| Problem details |
Set down exactly, from the records below, the line with "run_request(&ctx, &request)" through the line with "run_request(ctx: &ShimContext, request: &InvocationRequest)", and nothing else.
########
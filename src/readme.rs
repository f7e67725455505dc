//! README.md rendering for a scheme directory.
use std::path::Path;

use log::debug;
use walkdir::WalkDir;

use crate::error::{Error, Result};
use crate::schema::{SchemeInfo, DEFAULT_LICENSE};

pub const README_FILE: &str = "README.md";

const LABS_URL: &str = "https://labs.primalscheme.com/detail";

const CC_BY_SA_4_0_FOOTER: &str = "\n\n------------------------------------------------------------------------\n\n\
This work is licensed under a [Creative Commons Attribution-ShareAlike 4.0 International License](http://creativecommons.org/licenses/by-sa/4.0/)\n\n\
![](https://i.creativecommons.org/l/by-sa/4.0/88x31.png)\n";

/// Render the README for `info`, linking each overview image under `work/`.
pub fn render(info: &SchemeInfo, images: &[String]) -> serde_json::Result<String> {
    let json = info.to_json_string()?;
    let mut out = format!(
        "# {} {}bp {}\n\n[primalscheme labs]({LABS_URL}/{}/{}/{})\n\n",
        info.schemename, info.ampliconsize, info.schemeversion, info.schemename, info.ampliconsize, info.schemeversion
    );
    if let Some(description) = &info.description {
        out.push_str(&format!("## Description\n\n{description}\n\n"));
    }
    out.push_str("## Overviews\n\n");
    for image in images {
        out.push_str(&format!("![{image}](work/{image})\n\n"));
    }
    out.push_str(&format!("## Details\n\n```json\n{}\n```\n", json.trim_end()));
    if info.license.as_deref() == Some(DEFAULT_LICENSE) {
        out.push_str(CC_BY_SA_4_0_FOOTER);
    }
    Ok(out)
}

/// Overview images (`*.png`) anywhere under `dir`, by file name, sorted.
pub fn overview_images(dir: &Path) -> Vec<String> {
    let mut images: Vec<String> = WalkDir::new(dir)
        .into_iter()
        .filter_map(|e| e.ok())
        .filter(|e| e.file_type().is_file())
        .filter(|e| e.path().extension().is_some_and(|x| x == "png"))
        .map(|e| e.file_name().to_string_lossy().into_owned())
        .collect();
    images.sort();
    images
}

/// Regenerate `dir/README.md` from `info`.
pub fn write(dir: &Path, info: &SchemeInfo) -> Result<()> {
    let path = dir.join(README_FILE);
    let text = render(info, &overview_images(dir)).map_err(|e| Error::json(&path, e))?;
    std::fs::write(&path, text)?;
    debug!("regenerated README.md for {}", info.identity());
    Ok(())
}
//! Seam between code that shells out and the dispatcher.
//!
//! Code under test takes a `&dyn CommandRunner` (or `Arc<dyn CommandRunner>`)
//! wherever it would otherwise spawn a process; tests hand it a
//! [`Dispatcher`].

use crate::dispatcher::Dispatcher;
use crate::error::DispatchResult;
use mockproc_common::{Completion, InvocationRequest};
use std::sync::Arc;

pub trait CommandRunner: Send + Sync {
    fn run(&self, request: &InvocationRequest) -> DispatchResult<Completion>;
}

impl CommandRunner for Dispatcher {
    fn run(&self, request: &InvocationRequest) -> DispatchResult<Completion> {
        self.invoke(request)
    }
}

impl<R: CommandRunner + ?Sized> CommandRunner for Arc<R> {
    fn run(&self, request: &InvocationRequest) -> DispatchResult<Completion> {
        (**self).run(request)
    }
}

impl<R: CommandRunner + ?Sized> CommandRunner for &R {
    fn run(&self, request: &InvocationRequest) -> DispatchResult<Completion> {
        (**self).run(request)
    }
}
//! Main shim execution logic
//!
//! Loads the route table, resolves the current invocation against it, replays
//! the completion on stdout/stderr and mirrors the call to the trace log.

use anyhow::{Context, Result};
use mockproc_common::{Completion, InvocationRequest};
use mockproc_router::{DispatchError, Dispatcher, RouteTable};
use mockproc_trace::TraceSink;
use serde_json::json;
use sha2::{Digest, Sha256};
use std::fs;
use std::io::Write;
use std::path::Path;
use tracing::{debug, warn};

use crate::context::ShimContext;

/// Exit status when no route matches, the same as "command not found"
pub const NO_ROUTE_EXIT: i32 = 127;

/// Main shim execution function
pub fn run_shim() -> Result<i32> {
    let ctx = ShimContext::from_env()?;
    let request = ctx.build_request()?;
    run_request(&ctx, &request)
}

/// Resolve `request` against the context's route table and replay the
/// outcome on this process's stdout and stderr.
pub fn run_request(ctx: &ShimContext, request: &InvocationRequest) -> Result<i32> {
    let (dispatcher, table_digest) = load_dispatcher(&ctx.routes_path)?;
    debug!(
        command = %ctx.command_name,
        routes = dispatcher.routes().len(),
        "Resolving {}",
        request
    );

    let result = dispatcher.invoke(request);
    trace_calls(ctx, &dispatcher, &table_digest);

    match result {
        Ok(completion) => {
            replay(&completion)?;
            Ok(completion.exit_code)
        }
        Err(err @ DispatchError::NoRouteMatched { .. }) => {
            eprintln!("mockproc: {err}");
            Ok(NO_ROUTE_EXIT)
        }
        Err(err) => Err(err.into()),
    }
}

/// Compile the route table at `path` and return it with its sha256 digest.
pub fn load_dispatcher(path: &Path) -> Result<(Dispatcher, String)> {
    let content = fs::read_to_string(path)
        .with_context(|| format!("Failed to read route table from {:?}", path))?;
    let digest = format!("sha256:{:x}", Sha256::digest(content.as_bytes()));

    let dispatcher = RouteTable::from_yaml_str(&content)
        .and_then(RouteTable::into_dispatcher)
        .with_context(|| format!("Failed to load route table from {:?}", path))?;

    Ok((dispatcher, digest))
}

fn replay(completion: &Completion) -> Result<()> {
    let mut stdout = std::io::stdout().lock();
    stdout
        .write_all(&completion.stdout)
        .and_then(|_| stdout.flush())
        .context("Failed to write stdout")?;

    let mut stderr = std::io::stderr().lock();
    stderr
        .write_all(&completion.stderr)
        .and_then(|_| stderr.flush())
        .context("Failed to write stderr")?;
    Ok(())
}

fn trace_calls(ctx: &ShimContext, dispatcher: &Dispatcher, table_digest: &str) {
    let Some(log_path) = &ctx.log_file else {
        return;
    };

    let extra = json!({
        "command": ctx.command_name,
        "depth": ctx.depth,
        "route_table_sha256": table_digest,
    });

    let written = TraceSink::open(log_path, ctx.session_id.clone()).and_then(|sink| {
        let sink = sink.with_component("shim");
        dispatcher
            .entries()
            .iter()
            .try_for_each(|entry| sink.record_with(entry, Some(&extra)))
    });

    // A broken trace log never changes what the caller sees
    if let Err(e) = written {
        warn!("Failed to log invocation to {:?}: {:#}", log_path, e);
    }
}
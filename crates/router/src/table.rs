//! Declarative route tables loaded from YAML.
//!
//! Tables describe fixed-outcome routes only; generators have to be
//! registered from code. Routes keep the order in which they appear.
//!
//! ```yaml
//! routes:
//!   - name: status
//!     program_name: git
//!     args: [status]
//!     cwd: /repo
//!     completion: { exit_code: 0, stdout: "nothing to commit\n" }
//!   - program_name: git
//!     args: [remote, get-url, { pattern: "origin|upstream" }]
//!     completion: { stdout: "git@example.com:repo.git\n" }
//!   - program_name: git
//!     completion: { exit_code: 128, stderr: "fatal: not a git repository\n" }
//! ```

use crate::dispatcher::Dispatcher;
use crate::matcher::{ArgMatcher, Arity, ProgramMatcher};
use crate::route::Route;
use anyhow::{anyhow, bail, Context, Result};
use mockproc_common::Completion;
use serde::Deserialize;
use std::collections::BTreeMap;
use std::path::Path;
use std::time::Duration;
use tracing::info;

#[derive(Debug, Clone, Deserialize)]
#[serde(deny_unknown_fields)]
pub struct RouteTable {
    #[serde(default)]
    pub routes: Vec<RouteSpec>,
}

#[derive(Debug, Clone, Deserialize)]
#[serde(deny_unknown_fields)]
pub struct RouteSpec {
    #[serde(default)]
    pub name: Option<String>,
    /// Whole executable token.
    #[serde(default)]
    pub program: Option<String>,
    /// File-name component of the executable token.
    #[serde(default)]
    pub program_name: Option<String>,
    #[serde(default)]
    pub program_pattern: Option<String>,
    #[serde(default)]
    pub args: Vec<ArgSpec>,
    #[serde(default)]
    pub arity: Option<String>,
    #[serde(default)]
    pub cwd: Option<String>,
    #[serde(default)]
    pub env: BTreeMap<String, String>,
    #[serde(default)]
    pub stdin: Option<String>,
    #[serde(default)]
    pub completion: CompletionSpec,
}

/// One positional argument in a table: a plain scalar, `{pattern: ..}` or
/// `{any: true}`.
///
/// Unquoted YAML numbers and booleans (`args: [log, -n, 5]`) are exact tokens
/// spelled the way they appear.
#[derive(Debug, Clone, PartialEq, Eq)]
pub enum ArgSpec {
    Exact(String),
    Pattern { pattern: String },
    Wildcard { any: bool },
}

impl<'de> Deserialize<'de> for ArgSpec {
    fn deserialize<D>(deserializer: D) -> std::result::Result<Self, D::Error>
    where
        D: serde::Deserializer<'de>,
    {
        let value = serde_yaml::Value::deserialize(deserializer)?;
        ArgSpec::from_value(value).map_err(serde::de::Error::custom)
    }
}

impl ArgSpec {
    fn from_value(value: serde_yaml::Value) -> Result<Self> {
        use serde_yaml::Value;

        match value {
            Value::String(token) => Ok(Self::Exact(token)),
            Value::Number(number) => Ok(Self::Exact(number.to_string())),
            Value::Bool(flag) => Ok(Self::Exact(flag.to_string())),
            Value::Mapping(map) => {
                let mut pattern = None;
                let mut any = None;
                for (key, value) in map {
                    match (key.as_str(), value) {
                        (Some("pattern"), Value::String(p)) => pattern = Some(p),
                        (Some("any"), Value::Bool(b)) => any = Some(b),
                        (Some(key @ ("pattern" | "any")), other) => {
                            bail!("invalid value for argument key `{}`: {:?}", key, other)
                        }
                        (Some(key), _) => {
                            bail!("unknown argument key `{}` (expected pattern or any)", key)
                        }
                        (None, _) => bail!("argument keys must be strings"),
                    }
                }
                match (pattern, any) {
                    (Some(pattern), None) => Ok(Self::Pattern { pattern }),
                    (None, Some(any)) => Ok(Self::Wildcard { any }),
                    (Some(_), Some(_)) => bail!("an argument takes either `pattern` or `any`, not both"),
                    (None, None) => bail!("empty argument matcher"),
                }
            }
            other => bail!("unsupported argument {:?}", other),
        }
    }
}

#[derive(Debug, Clone, Default, Deserialize)]
#[serde(deny_unknown_fields)]
pub struct CompletionSpec {
    #[serde(default)]
    pub exit_code: i32,
    #[serde(default)]
    pub stdout: String,
    #[serde(default)]
    pub stderr: String,
    #[serde(default)]
    pub elapsed_ms: u64,
}

impl From<CompletionSpec> for Completion {
    fn from(spec: CompletionSpec) -> Self {
        Completion::new(spec.exit_code)
            .with_stdout(spec.stdout)
            .with_stderr(spec.stderr)
            .with_elapsed(Duration::from_millis(spec.elapsed_ms))
    }
}

impl RouteTable {
    pub fn from_yaml_str(content: &str) -> Result<Self> {
        serde_yaml::from_str(content).map_err(|err| anyhow!("Failed to parse route table: {}", err))
    }

    /// Compile every spec, failing on the first invalid one.
    pub fn into_routes(self) -> Result<Vec<Route>> {
        self.routes
            .into_iter()
            .enumerate()
            .map(|(idx, spec)| {
                let label = spec.name.clone().unwrap_or_else(|| format!("#{idx}"));
                spec.into_route()
                    .with_context(|| format!("Invalid route {}", label))
            })
            .collect()
    }

    pub fn into_dispatcher(self) -> Result<Dispatcher> {
        Ok(Dispatcher::with_routes(self.into_routes()?))
    }
}

impl RouteSpec {
    fn program_matcher(&self) -> Result<ProgramMatcher> {
        match (&self.program, &self.program_name, &self.program_pattern) {
            (None, None, None) => Ok(ProgramMatcher::Any),
            (Some(program), None, None) => Ok(ProgramMatcher::exact(program.clone())),
            (None, Some(name), None) => Ok(ProgramMatcher::name(name.clone())),
            (None, None, Some(pattern)) => Ok(ProgramMatcher::pattern(pattern)?),
            _ => bail!("at most one of program, program_name and program_pattern may be set"),
        }
    }

    pub fn into_route(self) -> Result<Route> {
        let mut builder = Route::builder(self.program_matcher()?);

        if let Some(name) = self.name {
            builder = builder.named(name);
        }

        for arg in self.args {
            let matcher = match arg {
                ArgSpec::Exact(token) => ArgMatcher::Exact(token),
                ArgSpec::Pattern { pattern } => ArgMatcher::pattern(&pattern)?,
                ArgSpec::Wildcard { any: true } => ArgMatcher::Any,
                ArgSpec::Wildcard { any: false } => bail!("`any: false` is not a matcher"),
            };
            builder = builder.matcher(matcher);
        }

        if let Some(raw) = self.arity {
            let arity = Arity::parse_insensitive(&raw)
                .ok_or_else(|| anyhow!("invalid arity: {} (expected prefix or exact)", raw))?;
            builder = builder.arity(arity);
        }

        if let Some(cwd) = self.cwd {
            builder = builder.cwd(cwd);
        }
        for (key, value) in self.env {
            builder = builder.env(key, value);
        }
        if let Some(stdin) = self.stdin {
            builder = builder.input(stdin);
        }

        Ok(builder.complete(self.completion.into())?)
    }
}

/// Read and compile a route table file.
pub fn load_route_table(path: &Path) -> Result<Vec<Route>> {
    let content = std::fs::read_to_string(path)
        .with_context(|| format!("Failed to read route table from {:?}", path))?;

    let routes = RouteTable::from_yaml_str(&content)
        .and_then(RouteTable::into_routes)
        .with_context(|| format!("Failed to load route table from {:?}", path))?;

    info!("Loaded {} routes from {:?}", routes.len(), path);
    Ok(routes)
}
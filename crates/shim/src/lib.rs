//! mockproc command shim
//!
//! A single binary that stands in for any external command during tests.
//!
//! ## Architecture
//!
//! The shim works by:
//! 1. Being copied to the name of the command it replaces (git, svn, ...)
//! 2. Loading the YAML route table named by `MOCKPROC_ROUTES`
//! 3. Resolving its own argv, working directory and environment against it
//! 4. Replaying the matched completion and appending the call to the
//!    `MOCKPROC_TRACE_LOG` JSONL log
//!
//! An invocation that matches no route exits with 127 after printing a
//! diagnostic on stderr.
//!
//! ## Usage
//!
//! ```rust,no_run
//! use mockproc_shim::run_shim;
//!
//! fn main() -> anyhow::Result<()> {
//!     let exit_code = run_shim()?;
//!     std::process::exit(exit_code);
//! }
//! ```

pub use context::ShimContext;
pub use exec::{load_dispatcher, run_request, run_shim, NO_ROUTE_EXIT};

mod context;
mod exec;
pub mod logging;
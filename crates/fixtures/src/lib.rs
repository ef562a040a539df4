//! Ready-made route sets for mocking common command-line tools.
//!
//! Each fixture follows the same three-tier layout: specific subcommand
//! routes first, then a bare-invocation route scoped to the fixture's
//! directory (usage error), then an unscoped fallback (environment error).

mod git;

pub use git::{GitRepo, GitState};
########
| Solved exercise |
    run_request(&ctx, &request)
}

/// Resolve `request` against the context's route table and replay the
/// outcome on this process's stdout and stderr.
pub fn run_request(ctx: &ShimContext, request: &InvocationRequest) -> Result<i32> {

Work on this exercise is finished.